■ What is being asked ■
Each line from the one containing "f == **required))" to the end of the records should be copied exactly, and no other line.

■ Dataset ■
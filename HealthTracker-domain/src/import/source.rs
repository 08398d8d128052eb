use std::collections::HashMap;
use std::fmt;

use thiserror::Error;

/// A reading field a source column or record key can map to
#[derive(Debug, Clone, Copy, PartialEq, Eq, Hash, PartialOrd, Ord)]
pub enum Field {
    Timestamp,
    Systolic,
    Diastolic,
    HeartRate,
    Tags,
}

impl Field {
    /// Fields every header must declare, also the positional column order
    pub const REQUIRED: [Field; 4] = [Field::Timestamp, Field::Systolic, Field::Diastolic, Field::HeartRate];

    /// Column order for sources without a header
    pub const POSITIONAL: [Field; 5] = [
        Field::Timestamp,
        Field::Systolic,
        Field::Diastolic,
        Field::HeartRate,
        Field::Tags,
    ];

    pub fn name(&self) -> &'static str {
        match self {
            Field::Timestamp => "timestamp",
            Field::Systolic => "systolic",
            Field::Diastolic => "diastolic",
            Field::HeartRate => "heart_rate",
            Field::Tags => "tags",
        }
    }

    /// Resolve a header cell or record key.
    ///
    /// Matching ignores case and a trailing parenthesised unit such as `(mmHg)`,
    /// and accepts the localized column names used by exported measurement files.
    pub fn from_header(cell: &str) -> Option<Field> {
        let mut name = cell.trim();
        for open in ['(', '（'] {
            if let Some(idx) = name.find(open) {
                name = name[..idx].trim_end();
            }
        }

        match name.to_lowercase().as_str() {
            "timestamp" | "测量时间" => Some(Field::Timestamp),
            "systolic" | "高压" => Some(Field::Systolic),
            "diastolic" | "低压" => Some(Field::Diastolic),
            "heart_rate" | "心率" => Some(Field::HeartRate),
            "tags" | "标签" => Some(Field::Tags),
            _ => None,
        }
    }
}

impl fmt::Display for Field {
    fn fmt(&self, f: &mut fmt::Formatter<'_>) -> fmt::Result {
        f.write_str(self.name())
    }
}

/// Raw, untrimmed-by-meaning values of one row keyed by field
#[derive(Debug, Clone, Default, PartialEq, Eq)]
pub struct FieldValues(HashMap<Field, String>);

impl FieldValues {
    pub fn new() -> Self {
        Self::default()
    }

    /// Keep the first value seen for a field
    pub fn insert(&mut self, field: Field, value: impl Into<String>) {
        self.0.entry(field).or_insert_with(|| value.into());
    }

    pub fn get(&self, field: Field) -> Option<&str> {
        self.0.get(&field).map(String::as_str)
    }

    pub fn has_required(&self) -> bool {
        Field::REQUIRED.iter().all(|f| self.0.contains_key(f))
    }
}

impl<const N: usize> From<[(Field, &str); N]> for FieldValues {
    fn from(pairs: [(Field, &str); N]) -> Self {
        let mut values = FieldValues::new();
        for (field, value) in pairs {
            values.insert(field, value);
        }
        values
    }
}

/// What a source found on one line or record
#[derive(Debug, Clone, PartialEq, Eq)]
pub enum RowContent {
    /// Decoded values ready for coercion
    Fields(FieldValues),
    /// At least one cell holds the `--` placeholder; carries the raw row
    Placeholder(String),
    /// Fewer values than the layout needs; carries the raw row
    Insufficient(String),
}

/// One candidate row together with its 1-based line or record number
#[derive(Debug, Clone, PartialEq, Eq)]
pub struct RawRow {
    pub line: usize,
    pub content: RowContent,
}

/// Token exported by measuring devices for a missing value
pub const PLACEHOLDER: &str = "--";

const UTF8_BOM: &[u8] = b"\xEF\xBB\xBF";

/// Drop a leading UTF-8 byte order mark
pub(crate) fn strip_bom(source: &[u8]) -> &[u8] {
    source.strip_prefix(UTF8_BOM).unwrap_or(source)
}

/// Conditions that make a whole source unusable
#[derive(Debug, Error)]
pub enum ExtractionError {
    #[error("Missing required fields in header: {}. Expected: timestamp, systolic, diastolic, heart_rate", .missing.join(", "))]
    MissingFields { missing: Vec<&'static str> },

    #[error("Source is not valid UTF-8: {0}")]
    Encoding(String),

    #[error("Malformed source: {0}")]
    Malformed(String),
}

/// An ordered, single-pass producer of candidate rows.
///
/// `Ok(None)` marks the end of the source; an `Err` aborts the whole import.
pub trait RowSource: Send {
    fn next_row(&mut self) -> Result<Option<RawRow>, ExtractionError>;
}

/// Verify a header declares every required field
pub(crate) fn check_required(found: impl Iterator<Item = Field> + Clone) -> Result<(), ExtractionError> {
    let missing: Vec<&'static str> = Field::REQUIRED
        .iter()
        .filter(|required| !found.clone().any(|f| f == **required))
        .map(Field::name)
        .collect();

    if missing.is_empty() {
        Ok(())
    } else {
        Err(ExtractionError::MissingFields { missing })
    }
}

■ Written response ■
        .filter(|required| !found.clone().any(|f| f == **required))
        .map(Field::name)
        .collect();

    if missing.is_empty() {
        Ok(())
    } else {
        Err(ExtractionError::MissingFields { missing })
    }
}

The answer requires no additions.